Basics of k-NN Classification

Import Necessary Modules

%matplotlib notebook
import numpy as np
import matplotlib
import matplotlib.pyplot as plt
import pandas as pd
import sklearn
print('       Numpy version ' + str(np.__version__))
print('  Matplotlib version ' + str(matplotlib.__version__))
print('      Pandas version ' + str(pd.__version__))
print('     Sklearn version ' + str(sklearn.__version__))
       Numpy version 1.17.4
  Matplotlib version 3.1.1
      Pandas version 0.25.3
     Sklearn version 0.22.1

Open a small datafile with data related to fruit. Ity contains the mass, height, and width of a few samples of oranges, lemons, and apples. The heights were measured along the core, and the width was the largest dimension perpendicular to the height.

Load Data File

fruit_file = 'applied-classification/fruit_data_with_colors.txt'
fruits = pd.read_csv(fruit_file,
                     sep='\t')
fruits.info()
<class 'pandas.core.frame.DataFrame'>
RangeIndex: 59 entries, 0 to 58
Data columns (total 7 columns):
fruit_label      59 non-null int64
fruit_name       59 non-null object
fruit_subtype    59 non-null object
mass             59 non-null int64
width            59 non-null float64
height           59 non-null float64
color_score      59 non-null float64
dtypes: float64(3), int64(2), object(2)
memory usage: 3.4+ KB
fruits.head()

fruit_label fruit_name fruit_subtype mass width height color_score
0 1 apple granny_smith 192 8.4 7.3 0.55
1 1 apple granny_smith 180 8.0 6.8 0.59
2 1 apple granny_smith 176 7.4 7.2 0.60
3 2 mandarin mandarin 86 6.2 4.7 0.80
4 2 mandarin mandarin 84 6.0 4.6 0.79

color_score maps from the numerical values to color categories as follows:

Color Category color_score
Red 0.85 - 1.00
Orange 0.75 - 0.85
Yellow 0.65 - 0.75
Green 0.45 - 0.65

The following mapping from label to name makes it easier to interpret results.

labels = fruits['fruit_label'].unique()
names = fruits['fruit_name'].unique()
lookup_fruit_name = dict(zip(labels, names))
lookup_fruit_name
{1: 'apple', 2: 'mandarin', 3: 'orange', 4: 'lemon'}

Examine the Data

There are a few reaspons to examine the data as a first step:

  1. Inspecting feature values will help identify what cleaning and preprocessing is still required.
  2. The dataset may have missing data, noisy data, or inconsistencies such as the wrong data type being used for a column, incorrect units of measurement for a column, or too few examples of a particular class.
  3. Inspecting the data may make it clear that theproblem is solvable without machine learning.

Feature Pair Plot

First, plot a feature pair plot. This shows all possible pairs of features and produces a scatter plot for each pair, showing how the featres are correlated to each other or not. It also has histograms of the features on the main diagonal.

This is an ideal visualization for a few reasons:

  1. Immediately reveals the range of values as well as any outliers.
  2. May give an idea as to how likely it is that a machine learning algorithm could do well at predicting the different classes. This is driven by how well clustered and separated the different types of objects are in feature space. “Feature space” refers to the represetnation of an object using specific features that are in certain columns of the data we have.

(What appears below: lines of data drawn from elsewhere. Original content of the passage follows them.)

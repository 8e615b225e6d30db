//! Interactive terminal chat demo.
//!
//! Run with: cargo run --example chat
//! Requires: GOOGLE_API_KEY (or GOOGLE_API_KEY_1..GOOGLE_API_KEY_5) in the
//! environment or a .env file.
//!
//! Commands: 'quit' to exit, 'reset' to start over, 'save' to store the
//! conversation under conversation_history/.

use anyhow::Result;
use asha::history::save_conversation;
use asha::prelude::*;
use std::io::{self, BufRead, Write};
use std::path::Path;

#[tokio::main]
async fn main() -> Result<()> {
    tracing_subscriber::fmt()
        .with_env_filter(tracing_subscriber::EnvFilter::from_default_env())
        .init();

    let config = AppConfig::from_env()?.with_log_dir("logs");
    let engine = ChatEngine::from_config(&config)?;
    let mut session = ChatSession::new(engine);

    println!("ASHA — your AI career companion");
    println!("Tell me about your career situation, and I'll tailor my guidance.");
    println!("Type 'quit' to exit, 'reset' to start over, 'save' to store the conversation.\n");

    let stdin = io::stdin();
    let mut stdout = io::stdout();

    loop {
        print!("You: ");
        stdout.flush()?;

        let mut input = String::new();
        if stdin.lock().read_line(&mut input)? == 0 {
            break;
        }
        let input = input.trim();

        match input {
            "" => continue,
            "quit" | "exit" => break,
            "reset" => {
                session.reset();
                println!("Conversation cleared.\n");
                continue;
            }
            "save" => {
                let path =
                    save_conversation(Path::new("conversation_history"), session.messages(), None)?;
                println!("Saved to {}\n", path.display());
                continue;
            }
            _ => {}
        }

        let reply = session.send(input).await;
        println!("\nASHA: {}\n", reply);
    }

    println!("\nGoodbye! Session stats:");
    println!("  Turns: {}", session.messages().len() / 2);
    println!("  API calls: {}", session.engine().api_calls());
    if let Some(stats) = session.engine().cache_stats() {
        println!(
            "  Cache: {} hits, {} misses ({:.0}% hit rate)",
            stats.hits,
            stats.misses,
            stats.hit_rate() * 100.0
        );
    }

    Ok(())
}
pub mod gateway;
pub mod gateways;
pub mod key_pool;
pub mod models;
pub mod prompt;

pub use gateway::LlmGateway;
pub use key_pool::ApiKeyPool;
pub use models::{
    default_safety_settings, ChatMessage, GenerationConfig, MessageRole, SafetySetting,
};
pub use prompt::build_system_prompt;
//! Error types and result aliases for the Asha engine.
//!
//! This module defines the core error type [`AshaError`] and the [`Result`] type alias
//! used throughout the crate. All public APIs that can fail return `Result<T>` for
//! consistent error handling. Note that the chat engine itself never surfaces these
//! errors to the end user; it translates them into conversational text.

use thiserror::Error;

#[derive(Error, Debug)]
pub enum AshaError {
    #[error("LLM gateway error: {0}")]
    GatewayError(String),

    #[error("API error: {0}")]
    ApiError(String),

    #[error("Serialization error: {0}")]
    SerializationError(#[from] serde_json::Error),

    #[error("HTTP error: {0}")]
    HttpError(#[from] reqwest::Error),

    #[error("Invalid configuration: {0}")]
    ConfigError(String),

    #[error("IO error: {0}")]
    IoError(#[from] std::io::Error),

    #[error("Timeout error: {0}")]
    TimeoutError(String),
}

pub type Result<T> = std::result::Result<T, AshaError>;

Not that a pair plot does not show interactions between all features that might exist, just between pairs of them.

from pandas.plotting import scatter_matrix

Matplotlib’s cm contains various colormaps, which are used to change the colors in plots.

from matplotlib import cm
cmap = cm.get_cmap('gnuplot')
scatter = scatter_matrix(fruits[['height',
                                 'width',
                                 'mass',
                                 'color_score']],
                         c=fruits['fruit_label'],     # c is No longer listed as a parameter for panda's 
                         marker='o',                  # `scatter_matrix` as of version 25.3, so likely to be 
                         hist_kwds={'bins':15},       # deprecated soon.
                         figsize=(6,6),
                         cmap=cmap)
<IPython.core.display.Javascript object>

3D Scatterplot

We can also examine features that use a subset of three features by creating a three dimensional plot. We see below that the various fruits are well-separated in three-dimensional space as well.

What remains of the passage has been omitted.